2025, Dec 06 23:00
How to Create Per-Row Dictionary Columns in pandas DataFrame Without NaN: Reliable assign, apply, and list comprehension methods
Why pandas DataFrame.assign returns NaN for per-row dictionaries, and how to fix it with list comprehensions, apply, or unpacking in a cashflow example.
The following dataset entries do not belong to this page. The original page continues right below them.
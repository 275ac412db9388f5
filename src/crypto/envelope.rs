//! Envelope framing and whole-buffer encrypt/decrypt
//!
//! An envelope is the IV followed directly by the CBC ciphertext of the
//! padded plaintext. There is no header, version tag or MAC; both sides agree
//! on cipher, mode and key out of band.

use rand::{CryptoRng, RngCore};

use super::cipher::{decrypt_block_chain, encrypt_block_chain, Iv};
use super::key::Key;
use super::padding::{pad, padded_len, unpad};
use super::BLOCK_SIZE;
use crate::error::{CryptError, CryptResult};

/// Size of the envelope produced for a plaintext of `plaintext_len` bytes
pub fn envelope_len(plaintext_len: usize) -> usize {
    BLOCK_SIZE + padded_len(plaintext_len)
}

/// Split an envelope into its IV and ciphertext
pub fn split(envelope: &[u8]) -> CryptResult<(Iv, &[u8])> {
    if envelope.len() < BLOCK_SIZE {
        return Err(CryptError::EnvelopeTooShort {
            len: envelope.len(),
        });
    }

    let (iv, ciphertext) = envelope.split_at(BLOCK_SIZE);
    if ciphertext.is_empty() || ciphertext.len() % BLOCK_SIZE != 0 {
        return Err(CryptError::MalformedCiphertextLength {
            len: ciphertext.len(),
        });
    }

    Ok((Iv::from_slice(iv)?, ciphertext))
}

/// Concatenate an IV and ciphertext into an envelope
pub fn join(iv: &Iv, ciphertext: &[u8]) -> Vec<u8> {
    let mut envelope = Vec::with_capacity(BLOCK_SIZE + ciphertext.len());
    envelope.extend_from_slice(iv.as_bytes());
    envelope.extend_from_slice(ciphertext);
    envelope
}

/// Encrypt a buffer under a fresh random IV
pub fn encrypt(raw: &[u8], key: &Key) -> CryptResult<Vec<u8>> {
    encrypt_with_iv(raw, key, &Iv::generate())
}

/// Encrypt a buffer, drawing the IV from `rng`
pub fn encrypt_with_rng<R: RngCore + CryptoRng + ?Sized>(
    raw: &[u8],
    key: &Key,
    rng: &mut R,
) -> CryptResult<Vec<u8>> {
    encrypt_with_iv(raw, key, &Iv::from_rng(rng))
}

fn encrypt_with_iv(raw: &[u8], key: &Key, iv: &Iv) -> CryptResult<Vec<u8>> {
    let padded = pad(raw);
    let ciphertext = encrypt_block_chain(key, iv, &padded)?;
    Ok(join(iv, &ciphertext))
}

/// Decrypt an envelope back to the original bytes
///
/// Returns [`CryptError::InvalidPadding`] when the key is wrong or the
/// envelope was altered, in the (likely) case the damage reaches the padding.
pub fn decrypt(envelope: &[u8], key: &Key) -> CryptResult<Vec<u8>> {
    let (iv, ciphertext) = split(envelope)?;
    let padded = decrypt_block_chain(key, &iv, ciphertext)?;
    unpad(&padded).map(<[u8]>::to_vec)
}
Adding a per-row dictionary to a pandas DataFrame looks trivial until you try to compute that dictionary from multiple columns and end up with NaN instead of objects. This guide walks through a compact example from finance (row-wise cashflow series), explains why the first attempt fails, and shows reliable patterns that produce the desired column of dicts.
Reproducing the issue
Consider a table of stocks with a few characteristics. The goal is to generate, for each row, a dictionary representing a cashflow series derived from selected columns.
import pandas as pd
stocks = pd.DataFrame(
{
"price": [100, 103, 240],
"Feat1": [1, 3, 3],
"Feat2": [5, 7, 1],
"Feat3": [1, 4, 6],
},
index=["Company A", "Company B", "Company C"],
)
# price Feat1 Feat2 Feat3
# Company A 100 1 5 1
# Company B 103 3 7 4
# Company C 240 3 1 6
def make_flows(a=1, b=2):
return {0: a, 0.5: b, 1: 7, 2: 8, 3: 9}
# First attempt: returns NaN in the new column
broken = stocks.assign(
flows=lambda frame: make_flows(
a=frame["Feat1"], b=frame["Feat3"]
)
)
The new column ends up filled with NaN instead of per-row dictionaries.
Why it happens
When using DataFrame.assign with a callable, pandas passes the entire DataFrame to that callable. In the failing expression, frame["Feat1"] and frame["Feat3"] are Series, not scalars. Feeding Series to a function that is meant to produce a single dictionary per row creates a single dictionary built from Series objects, which cannot be aligned into a one-value-per-row column. Pandas expects either a scalar to broadcast, or an array-like/Series of the same length as the DataFrame. A single dict is neither, so the assignment yields NaN.
Working solution patterns
The fix is to generate one dictionary per row. A straightforward way is a list comprehension that iterates over the index and pulls scalar values per row.
def make_flows(a=1, b=2):
return {0: a, 0.5: b, 1: 7, 2: 8, 3: 9}
fixed = stocks.assign(
flows=lambda frame: [
make_flows(a=frame.loc[idx, "Feat1"], b=frame.loc[idx, "Feat3"])
for idx in frame.index
]
)
Another concise approach uses parameter unpacking from a two-column NumPy array. This version pulls values row-by-row and unpacks them into the function:
fixed_unpack = stocks.assign(
flows=lambda frame: [
make_flows(*vals) for vals in stocks[["Feat1", "Feat2"]].values
]
)
There is also an option that stays in the pandas API surface and computes row-wise by design:
stocks["flows"] = stocks.apply(
lambda row: make_flows(a=row["Feat1"], b=row["Feat3"]), axis=1
)
Result
With the row-wise construction, each cell contains its own dictionary of cashflows derived from that row’s features.
# Example shape of the result for the first approach (Feat1 + Feat3)
# price Feat1 Feat2 Feat3 flows
# Company A 100 1 5 1 {0: 1, 0.5: 1, 1: 7, 2: 8, 3: 9}
# Company B 103 3 7 4 {0: 3, 0.5: 4, 1: 7, 2: 8, 3: 9}
# Company C 240 3 1 6 {0: 3, 0.5: 6, 1: 7, 2: 8, 3: 9}
Why this matters
Many real-world data engineering and quant workflows create structured Python objects per row, especially when downstream logic needs full objects rather than scalars. Understanding how assign, apply, and vectorized selection behave prevents subtle bugs where pandas silently misaligns shapes or returns NaN because it cannot map a single object across rows.
Takeaways
When building a column of dictionaries, ensure your expression returns exactly one dictionary per row. Use a list comprehension with .loc to fetch scalar values, parameter unpacking from a two-column array when it matches your function signature, or a row-wise apply with axis=1. All of these produce a clean object-dtype column that you can later iterate over or transform for further calculations.